Friday, June 4, 2010

Flatedecode decoder

Well another post on PDF. This time around a small snippet that will help us in decoding the FlateDecoded streams in PDF. FlateDecode is a commonly used filter based on the DEFLATE or Zip algorithm. A particular stream in the PDF file can be filtered multiple times with multiple filters, some of them being ASCII85Decode, ASCIIHexDecode, etc. If a particular stream is filtered with one or more filters they may have a notation like the below one.

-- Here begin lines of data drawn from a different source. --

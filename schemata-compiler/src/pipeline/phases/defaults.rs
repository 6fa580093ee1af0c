//! Defaults phase - renders every default value once.

use schemata_blueprint::Blueprint;

use crate::{
    LiteralRenderer, PhaseErrors,
    pipeline::{Phase, PhaseResult},
};

/// Phase that renders each argument and input field default through the
/// literal renderer, so a compiled blueprint always prints.
pub struct DefaultsPhase;

impl Phase for DefaultsPhase {
    fn name(&self) -> &str {
        "defaults"
    }

    fn description(&self) -> &str {
        "Check that every default value renders as a literal"
    }

    fn run(&self, blueprint: Blueprint) -> PhaseResult {
        let mut errors = PhaseErrors::new();
        let renderer = LiteralRenderer::new(&blueprint);

        for ty in blueprint.types() {
            for field in ty.fields().into_iter().flat_map(|f| f.values()) {
                if let Some(value) = &field.default_value
                    && let Err(err) = renderer.render(&field.type_ref, value)
                {
                    errors.push(err);
                }

                for arg in field.arguments.values() {
                    if let Some(value) = &arg.default_value
                        && let Err(err) = renderer.render(&arg.type_ref, value)
                    {
                        errors.push(err);
                    }
                }
            }
        }

        errors.into_result(blueprint)
    }
}
mod check;
mod explain;
mod sdl;

use std::path::PathBuf;

use check::CheckCommand;
use clap::{ArgAction, Args, Parser, Subcommand};
use eyre::Result;
use explain::ExplainCommand;
use schemata_manifest::Manifest;
use sdl::SdlCommand;

use crate::{
    ops,
    reports::{FailureReport, Report, TerminalOutput},
};

/// Extension trait for exiting on manifest and compile errors with pretty formatting
pub(crate) trait UnwrapOrExit<T> {
    fn unwrap_or_exit(self) -> T;
}

impl<T> UnwrapOrExit<T> for schemata_manifest::Result<T> {
    fn unwrap_or_exit(self) -> T {
        match self {
            Ok(v) => v,
            Err(e) => {
                eprintln!("{:?}", miette::Report::new(*e));
                std::process::exit(1);
            }
        }
    }
}

impl<T> UnwrapOrExit<T> for Result<T, FailureReport> {
    fn unwrap_or_exit(self) -> T {
        match self {
            Ok(v) => v,
            Err(failure) => {
                failure.render(&mut TerminalOutput::new());
                std::process::exit(1);
            }
        }
    }
}

/// Schema modules to compile.
#[derive(Args)]
pub struct SchemaArgs {
    /// Schema module files; the first one is the root module
    #[arg(short, long = "schema", value_name = "FILE", default_value = "schema.toml")]
    pub schemas: Vec<PathBuf>,
}

impl SchemaArgs {
    pub fn load(&self) -> Vec<Manifest> {
        ops::load(&self.schemas).unwrap_or_exit()
    }
}

#[derive(Parser)]
#[command(name = "schemata")]
#[command(version)]
#[command(about = "Compile TOML schema modules into GraphQL SDL")]
pub(crate) struct Cli {
    /// Increase log verbosity (-v info, -vv debug)
    #[arg(short, long, action = ArgAction::Count, global = true)]
    pub verbose: u8,

    #[command(subcommand)]
    command: Commands,
}

impl Cli {
    pub fn run(&self) -> Result<()> {
        match &self.command {
            Commands::Sdl(cmd) => cmd.run(),
            Commands::Check(cmd) => cmd.run(),
            Commands::Explain(cmd) => cmd.run(),
        }
    }
}

#[derive(Subcommand)]
enum Commands {
    /// Compile schema modules and print the SDL
    Sdl(SdlCommand),

    /// Compile schema modules without printing anything
    Check(CheckCommand),

    /// Show the pipeline phases and lints, and what they produce
    Explain(ExplainCommand),
}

5 0 obj<< /Length 120 /Filter [/FlateDecode /FlateDecode] >>
stream


This means that the stream following the filter is double filtered with FlateDecode. So when something is filtered twice with the same filter we decompress them twice to get the data. I just quickly pulled off a python script that will decompress the compressed FlateDecode stream. All you got to do is rip the stream section apart using your favorite hex editor. Once you have done that you can feed the stream file in the python script to get the decompressed data.

import zlib
import sys

args = sys.argv

if len(args) != 3:
print("Usage python.exe "+args[0]+" ")
exit(0)

input = args[1]
output = args[2]

file_read = open(input,'rb')
buffer = file_read.read()
decomp = zlib.decompress(buffer)
file_write = open(output,'w')
file_write.write(decomp)

PS: The script was tested under python version - 2.6.4


Same code on pastie - http://pastie.org/10425585 - Please use this.

9 comments:

  1. You can use this script against - http://didierstevens.com/files/data/win7-puzzle.zip

    ReplyDelete
  2. This post was really cool. The only change I would make would be as follows: file_read = open(input,'r') into file_read = open(input,'rb')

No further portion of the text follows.